Tuberous Sclerosis Complex Syndrome Cardiovascular and Renal Manifestation of Tuberous Sclerosis Complex and Summary of the Revised Diagnostic Criteria

Tuberous sclerosis complex Syndrome (TSCs) is a dominantly inherited disorder affecting multiple organs, caused by mutations of either the TSC1 or TSC2 gene encoding hamartin and tuberin respectively. It is characterized by the development of benign tumors affecting different body systems. It is important to make an early diagnosis of TSC so that life long monitoring, early recognition of complications and proactive treatment can lower the morbidity and mortality rates.
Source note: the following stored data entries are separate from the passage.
//! Authentication API endpoints
//!
//! `POST /authenticate` exchanges a username and password for a bare token.
//! The `/auth` routes add a richer login response, logout by revocation and
//! a "who am I" lookup for the bearer of a token.

use std::collections::BTreeMap;

use axum::{
    extract::State,
    http::StatusCode,
    routing::{get, post},
    Router,
};
use serde::{Deserialize, Serialize};

use crate::api::middleware::RequirePrincipal;
use crate::api::state::AppState;
use crate::api::types::{ApiError, Json};
use crate::domain::Principal;

pub fn create_auth_router() -> Router<AppState> {
    Router::new()
        .route("/login", post(login))
        .route("/logout", post(logout))
        .route("/me", get(get_current_principal))
}

#[derive(Deserialize)]
pub struct AuthenticationRequest {
    pub username: String,
    pub password: String,
}

impl std::fmt::Debug for AuthenticationRequest {
    fn fmt(&self, f: &mut std::fmt::Formatter<'_>) -> std::fmt::Result {
        f.debug_struct("AuthenticationRequest")
            .field("username", &self.username)
            .finish_non_exhaustive()
    }
}

#[derive(Debug, Serialize)]
pub struct AuthenticationResponse {
    pub jwt: String,
}

#[derive(Debug, Serialize)]
pub struct LoginResponse {
    pub token: String,
    pub token_type: &'static str,
    pub expires_at: String,
    pub expires_in: i64,
    pub principal: PrincipalResponse,
}

#[derive(Debug, Serialize)]
pub struct PrincipalResponse {
    pub id: String,
    pub roles: Vec<String>,
    #[serde(skip_serializing_if = "BTreeMap::is_empty")]
    pub attributes: BTreeMap<String, String>,
}

impl From<&Principal> for PrincipalResponse {
    fn from(principal: &Principal) -> Self {
        Self {
            id: principal.id().to_string(),
            roles: principal.roles().iter().cloned().collect(),
            attributes: principal.attributes().clone(),
        }
    }
}

/// POST /authenticate
pub async fn authenticate(
    State(state): State<AppState>,
    Json(request): Json<AuthenticationRequest>,
) -> Result<Json<AuthenticationResponse>, ApiError> {
    let issued = state
        .gate
        .login(&request.username, &request.password)
        .await?;

    Ok(Json(AuthenticationResponse {
        jwt: issued.into_string(),
    }))
}

/// POST /auth/login
pub async fn login(
    State(state): State<AppState>,
    Json(request): Json<AuthenticationRequest>,
) -> Result<Json<LoginResponse>, ApiError> {
    let issued = state
        .gate
        .login(&request.username, &request.password)
        .await?;

    let principal = issued.principal();
    let expires_in = issued.claims().exp - issued.claims().iat;

    Ok(Json(LoginResponse {
        expires_at: issued.expires_at().to_rfc3339(),
        expires_in,
        principal: PrincipalResponse::from(&principal),
        token_type: "Bearer",
        token: issued.into_string(),
    }))
}

/// POST /auth/logout
///
/// Revokes the presented token so it is refused for the rest of its lifetime.
pub async fn logout(
    State(state): State<AppState>,
    auth: RequirePrincipal,
) -> Result<StatusCode, ApiError> {
    state.gate.revoke(&auth.token).await?;

    Ok(StatusCode::NO_CONTENT)
}

/// GET /auth/me
pub async fn get_current_principal(auth: RequirePrincipal) -> Json<PrincipalResponse> {
    Json(PrincipalResponse::from(&auth.principal))
}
We report a case of 3 Month old male infant in India with the features of Tuberous sclerosis complex syndrome like hypopigmented macules (greater than3), Rabdomyoma of heart, angiolipoma of the kidney, seizures since birth on background of family history of elder sister having (adenoma sebaceum, interact able seizures and mentally challenges since birth) also mother having similar adenoma sebaceum and seizures but due to family background of low economic status has not undergone further workup or evaluation. The central nervous system findings in this young baby were the first to be described, clinical findings of progressively increasing seizure episodes since day 6 of life and there are multiple hypopigmented macules over thigh, back and near axillary region.